From the entries below, pull out each line where "exchange" appears.

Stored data
"""

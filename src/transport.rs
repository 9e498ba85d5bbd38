use std::{future::Future, sync::Arc};

use async_trait::async_trait;

use crate::{CallContext, HttpRequest, HttpResponse, TransportError};

/// Sends one physical HTTP request.
///
/// Implementations must stop promptly once `ctx` fires instead of letting
/// the send linger; the retry loop relies on it to honor caller deadlines.
#[async_trait]
pub trait Transport: Send + Sync {
    async fn send(
        &self,
        request: HttpRequest,
        ctx: &CallContext,
    ) -> Result<HttpResponse, TransportError>;
}

#[async_trait]
impl<T: Transport + ?Sized> Transport for Arc<T> {
    async fn send(
        &self,
        request: HttpRequest,
        ctx: &CallContext,
    ) -> Result<HttpResponse, TransportError> {
        (**self).send(request, ctx).await
    }
}

/// [`Transport`] backed by `reqwest`. The whole body is read before returning.
#[derive(Clone, Debug, Default)]
pub struct ReqwestTransport {
    http: reqwest::Client,
}

impl ReqwestTransport {
    pub fn new() -> Self {
        Self::default()
    }

    /// Uses a preconfigured client (proxies, TLS, pooling).
    pub fn with_client(http: reqwest::Client) -> Self {
        Self { http }
    }
}

#[async_trait]
impl Transport for ReqwestTransport {
    async fn send(
        &self,
        request: HttpRequest,
        ctx: &CallContext,
    ) -> Result<HttpResponse, TransportError> {
        let mut builder = self
            .http
            .request(request.method, request.url.as_str())
            .headers(request.headers);
        if let Some(body) = request.body {
            builder = builder.body(body);
        }

        let exchange = async move {
            let response = builder.send().await?;
            let status = response.status();
            let headers = response.headers().clone();
            let body = response.bytes().await?;
            Ok::<_, reqwest::Error>(HttpResponse {
                status,
                headers,
                body: body.to_vec(),
            })
        };

        tokio::select! {
            biased;
            _ = ctx.done() => Err(TransportError::canceled()),
            result = exchange => result.map_err(TransportError::from),
        }
    }
}

/// Adapts an async closure into a [`Transport`].
///
/// ```
/// use dispatch_http::{transport_fn, HttpResponse};
/// use reqwest::StatusCode;
///
/// let transport = transport_fn(|_request, _ctx| async { Ok(HttpResponse::new(StatusCode::OK)) });
/// # let _ = transport;
/// ```
pub struct FnTransport<F>(F);

pub fn transport_fn<F, Fut>(f: F) -> FnTransport<F>
where
    F: Fn(HttpRequest, CallContext) -> Fut + Send + Sync,
    Fut: Future<Output = Result<HttpResponse, TransportError>> + Send + 'static,
{
    FnTransport(f)
}

#[async_trait]
impl<F, Fut> Transport for FnTransport<F>
where
    F: Fn(HttpRequest, CallContext) -> Fut + Send + Sync,
    Fut: Future<Output = Result<HttpResponse, TransportError>> + Send + 'static,
{
    async fn send(
        &self,
        request: HttpRequest,
        ctx: &CallContext,
    ) -> Result<HttpResponse, TransportError> {
        (self.0)(request, ctx.clone()).await
    }
}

"""

• _Task output_
        let exchange = async move {
            result = exchange => result.map_err(TransportError::from),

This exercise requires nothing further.